Penmaenmawr Phoenix
- Full name: Penmaenmawr Phoenix Football Club
- Nickname: Phoenix
- Ground: Cae Sling
- Capacity: 550 (50 seated)
- Chairman: Peter Williams
- Manager: Az Keating
- League: Ardal NW League
- 2024–25: North Wales Coast East Premier Division, 1st of 15 (promoted)

= Penmaenmawr Phoenix F.C. =

Association football club in Wales

Penmaenmawr Phoenix Football Club is a Welsh football team based in Penmaenmawr, Conwy County Borough, Wales. The team play in the .

==History==
===Pre World War One===
As Penmaenmawr Football Club, the 1902–03 season saw the club feature in the North Wales Coast League, finishing sixth from ten clubs in that season's table. The following season saw them finishing bottom of the league and not featuring in the league again until the 1910–11 season where they returned as a Division Two club, finishing fifth from the ten clubs that started the season. For the remaining three seasons until football was suspended during World War One, the team played in the same division, with the final 1913–14 season seeing their best performance, finishing third.

===1920s===
The first team joined the new Welsh National League (North) from the inaugural 1921–22 season, playing in Division Two (West) and finishing fourth from 14 clubs. After a couple of seasons where the club finished near the top of the table, the 1924–25 season saw the club crowned champions and the following season as league runners-up. The club remained in the league until the end of the 1929–30 season, when the league folded.

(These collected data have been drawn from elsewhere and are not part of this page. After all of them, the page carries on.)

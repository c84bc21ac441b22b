#[derive(Debug, thiserror::Error)]
pub enum BridgeError {
    #[error("Failed to parse input: {0}")]
    Parse(#[source] serde_json::Error),

    #[error("Invalid bridge config: {0}")]
    InvalidConfig(String),

    #[error("Failed to serialize output: {0}")]
    Serialize(#[source] serde_json::Error),
}

#[cfg(feature = "napi")]
impl From<BridgeError> for napi::Error {
    fn from(err: BridgeError) -> Self {
        napi::Error::from_reason(err.to_string())
    }
}
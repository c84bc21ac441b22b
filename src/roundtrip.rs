//! Consistency checks between a page's records before Load and after Save.
//!
//! Absolute `order` values are expected to change across a round trip, so
//! ordering is only compared through each parent's sibling sequence.

use serde::Serialize;
use std::collections::{BTreeMap, BTreeSet, HashMap};

use crate::child_index::ChildIndex;
use crate::model::BlockRecord;

#[derive(Debug, Clone, PartialEq, Eq, Serialize)]
#[serde(rename_all = "camelCase")]
pub struct FieldMismatch {
    pub id: String,
    pub field: &'static str,
}

#[derive(Debug, Clone, Default, PartialEq, Eq, Serialize)]
#[serde(rename_all = "camelCase")]
pub struct RoundTripReport {
    pub missing_ids: Vec<String>,
    pub unexpected_ids: Vec<String>,
    pub parent_mismatches: Vec<String>,
    pub field_mismatches: Vec<FieldMismatch>,
    /// Parent ids whose ordered child list differs.
    pub sibling_mismatches: Vec<String>,
}

impl RoundTripReport {
    pub fn is_consistent(&self) -> bool {
        self.missing_ids.is_empty()
            && self.unexpected_ids.is_empty()
            && self.parent_mismatches.is_empty()
            && self.field_mismatches.is_empty()
            && self.sibling_mismatches.is_empty()
    }
}

/// Child ids of every parent, in `order` sequence. Keyed by parent id, with
/// parentless records under the child index's no-parent sentinel.
pub fn sibling_sequences(records: &[BlockRecord]) -> BTreeMap<String, Vec<String>> {
    let index = ChildIndex::build(records);
    index
        .parent_keys()
        .map(|parent| {
            let ids = index
                .children_of(parent)
                .iter()
                .map(|r| r.id.clone())
                .collect();
            (parent.to_string(), ids)
        })
        .collect()
}

pub fn compare_pages(original: &[BlockRecord], saved: &[BlockRecord]) -> RoundTripReport {
    let before = by_id(original);
    let after = by_id(saved);
    let mut report = RoundTripReport::default();

    let before_ids: BTreeSet<&str> = before.keys().copied().collect();
    let after_ids: BTreeSet<&str> = after.keys().copied().collect();

    report.missing_ids = before_ids
        .difference(&after_ids)
        .map(|id| id.to_string())
        .collect();
    report.unexpected_ids = after_ids
        .difference(&before_ids)
        .map(|id| id.to_string())
        .collect();

    for id in before_ids.intersection(&after_ids) {
        let (a, b) = (before[id], after[id]);
        if a.parent_id != b.parent_id {
            report.parent_mismatches.push(id.to_string());
        }
        for field in differing_fields(a, b) {
            report.field_mismatches.push(FieldMismatch {
                id: id.to_string(),
                field,
            });
        }
    }

    let before_seq = sibling_sequences(original);
    let after_seq = sibling_sequences(saved);
    let parents: BTreeSet<&String> = before_seq.keys().chain(after_seq.keys()).collect();
    for parent in parents {
        if before_seq.get(parent) != after_seq.get(parent) {
            report.sibling_mismatches.push(parent.clone());
        }
    }

    report
}

fn by_id(records: &[BlockRecord]) -> HashMap<&str, &BlockRecord> {
    let mut map = HashMap::new();
    for record in records.iter().filter(|r| !r.archived) {
        map.entry(record.id.as_str()).or_insert(record);
    }
    map
}

fn differing_fields(a: &BlockRecord, b: &BlockRecord) -> Vec<&'static str> {
    let mut fields = Vec::new();
    if a.block_type != b.block_type {
        fields.push("blockType");
    }
    // Load fills an empty name with the block type.
    if a.display_name() != b.display_name() {
        fields.push("name");
    }
    if a.properties != b.properties {
        fields.push("properties");
    }
    if a.styles != b.styles {
        fields.push("styles");
    }
    if a.responsive_styles != b.responsive_styles {
        fields.push("responsiveStyles");
    }
    if a.bindings != b.bindings {
        fields.push("bindings");
    }
    if a.event_handlers != b.event_handlers {
        fields.push("eventHandlers");
    }
    if a.classes != b.classes {
        fields.push("classes");
    }
    if a.component_id != b.component_id {
        fields.push("componentId");
    }
    if a.slot != b.slot {
        fields.push("slot");
    }
    fields
}
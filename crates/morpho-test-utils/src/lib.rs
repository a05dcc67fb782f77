// SPDX-FileCopyrightText: 2026 Morpho Contributors
// SPDX-License-Identifier: MIT OR Apache-2.0

//! Test utilities for Morpho integration tests: mock adapters and fixtures
//! that make the orchestration layer testable without Telegram, an
//! inference service, or a persistent database.

pub mod fixtures;
pub mod mock_channel;
pub mod mock_engine;

pub use fixtures::{command_update, photo_update, sample_catalog, temp_account_store, test_policy};
pub use mock_channel::MockChannel;
pub use mock_engine::{MockSwapEngine, ScriptedSwap};
// SPDX-FileCopyrightText: 2026 Morpho Contributors
// SPDX-License-Identifier: MIT OR Apache-2.0

//! Configuration loader using Figment for layered config merging.
//!
//! Supports XDG hierarchy: `./morpho.toml` > `~/.config/morpho/morpho.toml` > `/etc/morpho/morpho.toml`
//! with environment variable overrides via `MORPHO_` prefix.

#![allow(clippy::result_large_err)] // figment::Error is external and cannot be boxed without wrapper

use std::path::Path;

use figment::{
    Figment,
    providers::{Env, Format, Serialized, Toml},
};

use crate::model::MorphoConfig;

/// Load configuration from the standard XDG hierarchy with env var overrides.
///
/// Merge order (later overrides earlier):
/// 1. Compiled defaults
/// 2. `/etc/morpho/morpho.toml` (system-wide)
/// 3. `~/.config/morpho/morpho.toml` (user XDG config)
/// 4. `./morpho.toml` (local directory)
/// 5. `MORPHO_*` environment variables
pub fn load_config() -> Result<MorphoConfig, figment::Error> {
    Figment::new()
        .merge(Serialized::defaults(MorphoConfig::default()))
        .merge(Toml::file("/etc/morpho/morpho.toml"))
        .merge(Toml::file(
            dirs::config_dir()
                .map(|d| d.join("morpho/morpho.toml"))
                .unwrap_or_default(),
        ))
        .merge(Toml::file("morpho.toml"))
        .merge(env_provider())
        .extract()
}

/// Load configuration from a TOML string only (no XDG lookup, no env vars).
///
/// Used for testing and explicit config specification.
pub fn load_config_from_str(toml_content: &str) -> Result<MorphoConfig, figment::Error> {
    Figment::new()
        .merge(Serialized::defaults(MorphoConfig::default()))
        .merge(Toml::string(toml_content))
        .extract()
}

/// Load configuration from a specific file path with env var overrides.
pub fn load_config_from_path(path: &Path) -> Result<MorphoConfig, figment::Error> {
    Figment::new()
        .merge(Serialized::defaults(MorphoConfig::default()))
        .merge(Toml::file(path))
        .merge(env_provider())
        .extract()
}

/// Create the environment variable provider using explicit `map()` for section-to-dot mapping.
///
/// Uses `Env::map()` NOT `Env::split("_")` to avoid ambiguity with
/// underscore-containing key names. For example, `MORPHO_TELEGRAM_BOT_TOKEN`
/// must map to `telegram.bot_token`, not `telegram.bot.token`.
fn env_provider() -> Env {
    Env::prefixed("MORPHO_").map(|key| {
        // `key` is the lowercased env var name with prefix stripped.
        // Example: MORPHO_TELEGRAM_BOT_TOKEN -> "telegram_bot_token"
        let key_str = key.as_str();
        let mapped = key_str
            .replacen("agent_", "agent.", 1)
            .replacen("telegram_", "telegram.", 1)
            .replacen("inference_", "inference.", 1)
            .replacen("catalog_", "catalog.", 1)
            .replacen("storage_", "storage.", 1)
            .replacen("quota_", "quota.", 1);
        mapped.into()
    })
}
#[cfg(test)]
mod tests {
    use super::*;
    use morpho_config::model::StorageConfig;
    use morpho_storage::SqliteAccounts;
    use tempfile::tempdir;

    async fn test_store(policy: QuotaPolicy) -> (Arc<AccountStore>, tempfile::TempDir) {
        let dir = tempdir().unwrap();
        let config = StorageConfig {
            database_path: dir.path().join("accounts.db").to_string_lossy().into_owned(),
            wal_mode: true,
        };
        let storage = SqliteAccounts::new(config);
        storage.initialize().await.unwrap();
        let store = AccountStore::new(Arc::new(storage), policy);
        (Arc::new(store), dir)
    }

    fn default_policy() -> QuotaPolicy {
        QuotaPolicy {
            starter_quota: 10,
            premium_bonus: 100,
            premium_ceiling: None,
            reservation_max_lifetime: Duration::from_secs(120),
        }
    }

    #[tokio::test]
    async fn get_or_create_is_idempotent() {
        let (store, _dir) = test_store(default_policy()).await;

        let first = store.get_or_create("u1").await.unwrap();
        assert_eq!(first.quota_remaining, 10);
        assert_eq!(first.tier, Tier::Free);

        let second = store.get_or_create("u1").await.unwrap();
        assert_eq!(second, first);
    }

    #[tokio::test]
    async fn success_commit_charges_failure_commit_does_not() {
        let (store, _dir) = test_store(default_policy()).await;

        let (token, account) = store.check_and_reserve("u1").await.unwrap();
        assert_eq!(account.quota_remaining, 10);
        store.commit(token, true).await.unwrap();
        assert_eq!(store.get_or_create("u1").await.unwrap().quota_remaining, 9);

        let (token, _) = store.check_and_reserve("u1").await.unwrap();
        store.commit(token, false).await.unwrap();
        assert_eq!(store.get_or_create("u1").await.unwrap().quota_remaining, 9);
    }

    #[tokio::test]
    async fn free_user_exhausts_quota() {
        let (store, _dir) = test_store(QuotaPolicy {
            starter_quota: 1,
            ..default_policy()
        })
        .await;

        let (token, _) = store.check_and_reserve("u1").await.unwrap();
        store.commit(token, true).await.unwrap();
        assert_eq!(store.get_or_create("u1").await.unwrap().quota_remaining, 0);

        let err = store.check_and_reserve("u1").await.unwrap_err();
        assert!(matches!(err, AccountError::QuotaExceeded));
        // A rejected reserve must not leave a pending entry behind.
        assert!(!store.has_pending("u1"));
    }

    #[tokio::test]
    async fn second_reservation_is_rejected_while_pending() {
        let (store, _dir) = test_store(default_policy()).await;

        let (token, _) = store.check_and_reserve("u1").await.unwrap();
        let err = store.check_and_reserve("u1").await.unwrap_err();
        assert!(matches!(err, AccountError::RequestAlreadyInProgress));

        // Distinct users never contend.
        let (other, _) = store.check_and_reserve("u2").await.unwrap();
        store.commit(other, false).await.unwrap();

        store.commit(token, false).await.unwrap();
        assert!(store.check_and_reserve("u1").await.is_ok());
    }

    #[tokio::test(flavor = "multi_thread", worker_threads = 4)]
    async fn concurrent_duplicates_exactly_one_proceeds() {
        let (store, _dir) = test_store(default_policy()).await;

        let mut handles = Vec::new();
        for _ in 0..8 {
            let store = store.clone();
            handles.push(tokio::spawn(async move {
                store.check_and_reserve("u1").await.map(|(token, _)| token)
            }));
        }

        let mut granted = 0;
        let mut rejected = 0;
        for handle in handles {
            match handle.await.unwrap() {
                Ok(_token) => granted += 1,
                Err(AccountError::RequestAlreadyInProgress) => rejected += 1,
                Err(other) => panic!("unexpected error: {other}"),
            }
        }
        assert_eq!(granted, 1, "exactly one concurrent reservation may win");
        assert_eq!(rejected, 7);
    }

    #[tokio::test]
    async fn expired_reservation_is_force_released() {
        let (store, _dir) = test_store(QuotaPolicy {
            reservation_max_lifetime: Duration::from_millis(20),
            ..default_policy()
        })
        .await;

        let (token, _) = store.check_and_reserve("u1").await.unwrap();
        tokio::time::sleep(Duration::from_millis(50)).await;

        assert_eq!(store.force_release_expired(), 1);
        assert!(!store.has_pending("u1"));

        // The user can submit again.
        let (fresh, _) = store.check_and_reserve("u1").await.unwrap();

        // A late commit with the reaped token still charges but must not
        // release the successor's reservation.
        store.commit(token, true).await.unwrap();
        assert!(store.has_pending("u1"));
        store.commit(fresh, false).await.unwrap();
        assert!(!store.has_pending("u1"));
    }

    #[tokio::test]
    async fn fresh_reservations_survive_the_sweep() {
        let (store, _dir) = test_store(default_policy()).await;
        let (token, _) = store.check_and_reserve("u1").await.unwrap();

        assert_eq!(store.force_release_expired(), 0);
        assert!(store.has_pending("u1"));
        store.commit(token, false).await.unwrap();
    }

    #[tokio::test]
    async fn premium_gate_and_additive_upgrade() {
        let (store, _dir) = test_store(default_policy()).await;
        store.get_or_create("u1").await.unwrap();

        let err = store.arm_custom_target("u1").await.unwrap_err();
        assert!(matches!(err, AccountError::NotPremium));
        let err = store.store_custom_target("u1", "/t/u1.png").await.unwrap_err();
        assert!(matches!(err, AccountError::NotPremium));

        let account = store.upgrade_to_premium("u1", 100).await.unwrap();
        assert_eq!(account.tier, Tier::Premium);
        assert_eq!(account.quota_remaining, 110);

        store.arm_custom_target("u1").await.unwrap();
        assert!(store.get_or_create("u1").await.unwrap().awaiting_target);

        store.store_custom_target("u1", "/t/u1.png").await.unwrap();
        let account = store.get_or_create("u1").await.unwrap();
        assert!(!account.awaiting_target);
        assert_eq!(account.custom_target_path.as_deref(), Some("/t/u1.png"));

        // Repeat purchase is additive, not an error.
        let account = store.upgrade_to_premium("u1", 100).await.unwrap();
        assert_eq!(account.quota_remaining, 210);
    }

    #[tokio::test]
    async fn unlimited_premium_is_never_blocked() {
        let (store, _dir) = test_store(QuotaPolicy {
            starter_quota: 0,
            premium_ceiling: None,
            ..default_policy()
        })
        .await;

        store.get_or_create("u1").await.unwrap();
        store.upgrade_to_premium("u1", 0).await.unwrap();

        // Zero quota, premium, no ceiling: still allowed, never negative.
        let (token, _) = store.check_and_reserve("u1").await.unwrap();
        store.commit(token, true).await.unwrap();
        assert_eq!(store.get_or_create("u1").await.unwrap().quota_remaining, 0);
    }

    #[tokio::test]
    async fn premium_with_ceiling_is_blocked_at_zero() {
        let (store, _dir) = test_store(QuotaPolicy {
            starter_quota: 0,
            premium_ceiling: Some(500),
            ..default_policy()
        })
        .await;

        store.get_or_create("u1").await.unwrap();
        store.upgrade_to_premium("u1", 1).await.unwrap();

        let (token, _) = store.check_and_reserve("u1").await.unwrap();
        store.commit(token, true).await.unwrap();

        let err = store.check_and_reserve("u1").await.unwrap_err();
        assert!(matches!(err, AccountError::QuotaExceeded));
    }

    #[tokio::test]
    async fn reset_quota_restores_starter_value() {
        let (store, _dir) = test_store(QuotaPolicy {
            starter_quota: 3,
            ..default_policy()
        })
        .await;

        for _ in 0..3 {
            let (token, _) = store.check_and_reserve("u1").await.unwrap();
            store.commit(token, true).await.unwrap();
        }
        assert!(matches!(
            store.check_and_reserve("u1").await.unwrap_err(),
            AccountError::QuotaExceeded
        ));

        let account = store.reset_quota("u1").await.unwrap();
        assert_eq!(account.quota_remaining, 3);
        assert!(store.check_and_reserve("u1").await.is_ok());
    }

    proptest::proptest! {
        #![proptest_config(proptest::prelude::ProptestConfig::with_cases(16))]

        /// For any sequence of success/failure outcomes, the quota never
        /// goes negative and drops by exactly one per success (until the
        /// free-tier gate kicks in).
        #[test]
        fn quota_is_monotone_and_never_negative(outcomes in proptest::collection::vec(proptest::bool::ANY, 0..24)) {
            let rt = tokio::runtime::Builder::new_current_thread()
                .enable_all()
                .build()
                .unwrap();
            rt.block_on(async {
                let (store, _dir) = test_store(QuotaPolicy {
                    starter_quota: 5,
                    ..default_policy()
                })
                .await;

                let mut expected: i64 = 5;
                for &success in &outcomes {
                    match store.check_and_reserve("u1").await {
                        Ok((token, _)) => {
                            store.commit(token, success).await.unwrap();
                            if success {
                                expected -= 1;
                            }
                        }
                        Err(AccountError::QuotaExceeded) => {
                            assert_eq!(expected, 0);
                        }
                        Err(other) => panic!("unexpected error: {other}"),
                    }
                    let account = store.get_or_create("u1").await.unwrap();
                    assert!(account.quota_remaining >= 0);
                    assert_eq!(account.quota_remaining, expected.max(0));
                }
            });
        }
    }
}
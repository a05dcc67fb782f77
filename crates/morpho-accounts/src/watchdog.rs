// SPDX-FileCopyrightText: 2026 Morpho Contributors
// SPDX-License-Identifier: MIT OR Apache-2.0

//! Background sweep that force-releases expired reservations.
//!
//! A worker that crashes between reserve and commit would otherwise leave
//! its user pending forever. The watchdog bounds that window to the
//! configured reservation lifetime.

use std::sync::Arc;
use std::time::Duration;

use tokio::task::JoinHandle;
use tokio_util::sync::CancellationToken;
use tracing::{debug, info, warn};

use crate::store::AccountStore;

/// Spawns the reservation watchdog.
///
/// Sweeps the store every `interval` until `cancel` fires.
pub fn spawn_watchdog(
    store: Arc<AccountStore>,
    interval: Duration,
    cancel: CancellationToken,
) -> JoinHandle<()> {
    tokio::spawn(async move {
        info!(
            interval_secs = interval.as_secs(),
            max_lifetime_secs = store.policy().reservation_max_lifetime.as_secs(),
            "reservation watchdog started"
        );
        loop {
            tokio::select! {
                _ = tokio::time::sleep(interval) => {
                    let released = store.force_release_expired();
                    if released > 0 {
                        warn!(released, "watchdog force-released stuck reservations");
                    }
                }
                _ = cancel.cancelled() => {
                    debug!("reservation watchdog stopped");
                    break;
                }
            }
        }
    })
}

During the same period, during the 1922–23 season, the club's reserves side took the Vale of Conwy League title.

===1930s===
At the start of the 1930s the club joined the newly formed North Wales Football Combination, playing in the league for one season before resigning. The club was forced to fold after being unable to pay its debts. The following five seasons saw no football at the club before the club returned for the 1936–37 season, finishing as runners-up in the Vale of Conwy League (as Division Three of the Welsh National League), a feat they repeated the following season. The final two seasons before World War Two saw success as the club finished league champions on both occasions.

===Post World War Two===
After the war, the club joined the Welsh League North from the 1947–48 season, a league they played in until the end of the 1973–74 season. The club tended to finish in the bottom half of the table with it finishing at, or the near the bottom of the table on a number of occasions. The 1973–74 season saw the club's reserve side finished as champions of the second division of the Vale of Conwy League and in the following season, the club's first team switched to Division One of the Conwy league, where it remained throughout the rest of the 1970s and the 1980s. The 1980s saw the club finish near the top of the league, finishing as runners-up on four occasions. The last season under the name Penmaenmawr F.C. was the 1988–89 season where they finished as Division One runners-up.

===Penmaenmawr Phoenix===
The club played in the Vale of Conwy Football League for the 1989–90 season as Penmaenmawr Phoenix, finishing the season as champions and gaining promotion to the Gwynedd League for the 1990–91 season where they finished fourth. After one more season in the league, the club moved up to the Welsh Alliance League for the 1992–93 season. They finished bottom of the table for two seasons before leaving the league and returning to the Gwynedd League for a single season. The 1995–96 season saw the club in the Clwyd Football League finishing bottom of the table in the Premier Division. The following three seasons saw the club finish near the top of the table in 7th, 5th and 4th places respectively.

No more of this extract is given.